EXERCISE BRIEF:
Copy all of the entries that follow, exactly.

DATA IN THIS EXERCISE:
════════════════════

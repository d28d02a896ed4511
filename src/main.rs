use std::{io, sync::Arc};

use actix_cors::Cors;
use actix_web::{get, middleware::Logger, web, App, HttpResponse, HttpServer};
use serde_json::json;
use tracing::{error, info, warn};
use tracing_subscriber::EnvFilter;

mod api;
mod auth;
mod backend;
mod config;
mod dashboard;
mod error;
mod pages;
mod schemas;
mod store;
#[cfg(test)]
mod testing;
mod token;

use backend::{Backend, MemoryBackend, MongoBackend};
use config::{Config, StoreConfig};
use token::SessionSigner;

#[get("/health")]
async fn health() -> HttpResponse {
    HttpResponse::Ok().json(json!({ "status": "ok" }))
}

fn routes(cfg: &mut web::ServiceConfig) {
    cfg.app_data(error::json_config())
        .service(health)
        .configure(auth::configure)
        .configure(api::configure)
        .configure(pages::configure);
}

// Credentials are only shared with an explicitly configured origin.
fn cors(origin: Option<&str>) -> Cors {
    match origin {
        Some(origin) => Cors::default()
            .allowed_origin(origin)
            .allow_any_method()
            .allow_any_header()
            .supports_credentials(),
        None => Cors::default()
            .allow_any_origin()
            .send_wildcard()
            .allow_any_method()
            .allow_any_header(),
    }
}

async fn connect(config: &Config) -> io::Result<Backend> {
    let signer = SessionSigner::new(&config.session_secret, config.session_ttl);
    match &config.store {
        StoreConfig::Mongo { uri, database } => {
            let mongo = MongoBackend::connect(uri, database, signer)
                .await
                .map_err(|err| io::Error::new(io::ErrorKind::Other, err.to_string()))?;
            Ok(Backend::new(Arc::new(mongo)))
        }
        StoreConfig::Memory => {
            warn!("MONGODB_URI is not set, data is kept in memory and lost on exit");
            Ok(Backend::new(Arc::new(MemoryBackend::new(signer))))
        }
    }
}

#[actix_web::main]
async fn main() -> io::Result<()> {
    let _ = dotenvy::dotenv();
    let filter = EnvFilter::try_from_default_env().unwrap_or_else(|_| EnvFilter::new("info"));
    tracing_subscriber::fmt().with_env_filter(filter).init();

    let config = Config::from_env().map_err(|err| {
        error!("invalid configuration: {}", err);
        io::Error::new(io::ErrorKind::InvalidInput, err.to_string())
    })?;
    let backend = connect(&config).await?;

    info!("listening on {}:{}", config.bind_addr, config.port);
    let cors_origin = config.cors_origin.clone();
    HttpServer::new(move || {
        App::new()
            .wrap(cors(cors_origin.as_deref()))
            .wrap(Logger::default())
            .app_data(web::Data::new(backend.clone()))
            .configure(routes)
    })
    .bind((config.bind_addr.clone(), config.port))?
    .run()
    .await
}

#[cfg(test)]
mod tests {
    use super::*;
    use actix_web::{
        http::{header, StatusCode},
        test,
    };

    #[actix_web::test]
    async fn serves_health_and_every_surface() {
        let (backend, _) = testing::memory_backend();
        let app = test::init_service(
            App::new()
                .wrap(cors(None))
                .app_data(web::Data::new(backend))
                .configure(routes),
        )
        .await;

        let request = test::TestRequest::get().uri("/health").to_request();
        let body: serde_json::Value = test::call_and_read_body_json(&app, request).await;
        assert_eq!(body, json!({ "status": "ok" }));

        let request = test::TestRequest::get().uri("/auth").to_request();
        assert_eq!(test::call_service(&app, request).await.status(), StatusCode::OK);

        let request = test::TestRequest::get().uri("/api/expenses/g1").to_request();
        assert_eq!(test::call_service(&app, request).await.status(), StatusCode::OK);

        let request = test::TestRequest::get().uri("/dashboard").to_request();
        assert_eq!(test::call_service(&app, request).await.status(), StatusCode::SEE_OTHER);
    }

    #[actix_web::test]
    async fn foreign_origins_never_get_credentialed_responses() {
        let (backend, memory) = testing::memory_backend();
        let session = testing::signed_in(&memory, "ana@example.com").await;
        let app = test::init_service(
            App::new()
                .wrap(cors(None))
                .app_data(web::Data::new(backend))
                .configure(routes),
        )
        .await;

        let request = test::TestRequest::get()
            .uri("/dashboard")
            .insert_header((header::ORIGIN, "https://evil.example"))
            .cookie(actix_web::cookie::Cookie::new(
                auth::SESSION_COOKIE,
                session.access_token,
            ))
            .to_request();
        let response = test::call_service(&app, request).await;
        let headers = response.headers();
        assert_eq!(headers.get(header::ACCESS_CONTROL_ALLOW_ORIGIN).unwrap(), "*");
        assert!(headers.get(header::ACCESS_CONTROL_ALLOW_CREDENTIALS).is_none());
    }
}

════════════════════

RESULT BELOW:
repository d28d02a896ed4511
filename src/main.rs
use std::{io, sync::Arc};

use actix_cors::Cors;
use actix_web::{get, middleware::Logger, web, App, HttpResponse, HttpServer};
use serde_json::json;
use tracing::{error, info, warn};
use tracing_subscriber::EnvFilter;

mod api;
mod auth;
mod backend;
mod config;
mod dashboard;
mod error;
mod pages;
mod schemas;
mod store;
#[cfg(test)]
mod testing;
mod token;

use backend::{Backend, MemoryBackend, MongoBackend};
use config::{Config, StoreConfig};
use token::SessionSigner;

#[get("/health")]
async fn health() -> HttpResponse {
    HttpResponse::Ok().json(json!({ "status": "ok" }))
}

fn routes(cfg: &mut web::ServiceConfig) {
    cfg.app_data(error::json_config())
        .service(health)
        .configure(auth::configure)
        .configure(api::configure)
        .configure(pages::configure);
}

// Credentials are only shared with an explicitly configured origin.
fn cors(origin: Option<&str>) -> Cors {
    match origin {
        Some(origin) => Cors::default()
            .allowed_origin(origin)
            .allow_any_method()
            .allow_any_header()
            .supports_credentials(),
        None => Cors::default()
            .allow_any_origin()
            .send_wildcard()
            .allow_any_method()
            .allow_any_header(),
    }
}

async fn connect(config: &Config) -> io::Result<Backend> {
    let signer = SessionSigner::new(&config.session_secret, config.session_ttl);
    match &config.store {
        StoreConfig::Mongo { uri, database } => {
            let mongo = MongoBackend::connect(uri, database, signer)
                .await
                .map_err(|err| io::Error::new(io::ErrorKind::Other, err.to_string()))?;
            Ok(Backend::new(Arc::new(mongo)))
        }
        StoreConfig::Memory => {
            warn!("MONGODB_URI is not set, data is kept in memory and lost on exit");
            Ok(Backend::new(Arc::new(MemoryBackend::new(signer))))
        }
    }
}

#[actix_web::main]
async fn main() -> io::Result<()> {
    let _ = dotenvy::dotenv();
    let filter = EnvFilter::try_from_default_env().unwrap_or_else(|_| EnvFilter::new("info"));
    tracing_subscriber::fmt().with_env_filter(filter).init();

    let config = Config::from_env().map_err(|err| {
        error!("invalid configuration: {}", err);
        io::Error::new(io::ErrorKind::InvalidInput, err.to_string())
    })?;
    let backend = connect(&config).await?;

    info!("listening on {}:{}", config.bind_addr, config.port);
    let cors_origin = config.cors_origin.clone();
    HttpServer::new(move || {
        App::new()
            .wrap(cors(cors_origin.as_deref()))
            .wrap(Logger::default())
            .app_data(web::Data::new(backend.clone()))
            .configure(routes)
    })
    .bind((config.bind_addr.clone(), config.port))?
    .run()
    .await
}

#[cfg(test)]
mod tests {
    use super::*;
    use actix_web::{
        http::{header, StatusCode},
        test,
    };

    #[actix_web::test]
    async fn serves_health_and_every_surface() {
        let (backend, _) = testing::memory_backend();
        let app = test::init_service(
            App::new()
                .wrap(cors(None))
                .app_data(web::Data::new(backend))
                .configure(routes),
        )
        .await;

        let request = test::TestRequest::get().uri("/health").to_request();
        let body: serde_json::Value = test::call_and_read_body_json(&app, request).await;
        assert_eq!(body, json!({ "status": "ok" }));

        let request = test::TestRequest::get().uri("/auth").to_request();
        assert_eq!(test::call_service(&app, request).await.status(), StatusCode::OK);

        let request = test::TestRequest::get().uri("/api/expenses/g1").to_request();
        assert_eq!(test::call_service(&app, request).await.status(), StatusCode::OK);

        let request = test::TestRequest::get().uri("/dashboard").to_request();
        assert_eq!(test::call_service(&app, request).await.status(), StatusCode::SEE_OTHER);
    }

    #[actix_web::test]
    async fn foreign_origins_never_get_credentialed_responses() {
        let (backend, memory) = testing::memory_backend();
        let session = testing::signed_in(&memory, "ana@example.com").await;
        let app = test::init_service(
            App::new()
                .wrap(cors(None))
                .app_data(web::Data::new(backend))
                .configure(routes),
        )
        .await;

        let request = test::TestRequest::get()
            .uri("/dashboard")
            .insert_header((header::ORIGIN, "https://evil.example"))
            .cookie(actix_web::cookie::Cookie::new(
                auth::SESSION_COOKIE,
                session.access_token,
            ))
            .to_request();
        let response = test::call_service(&app, request).await;
        let headers = response.headers();
        assert_eq!(headers.get(header::ACCESS_CONTROL_ALLOW_ORIGIN).unwrap(), "*");
        assert!(headers.get(header::ACCESS_CONTROL_ALLOW_CREDENTIALS).is_none());
    }
}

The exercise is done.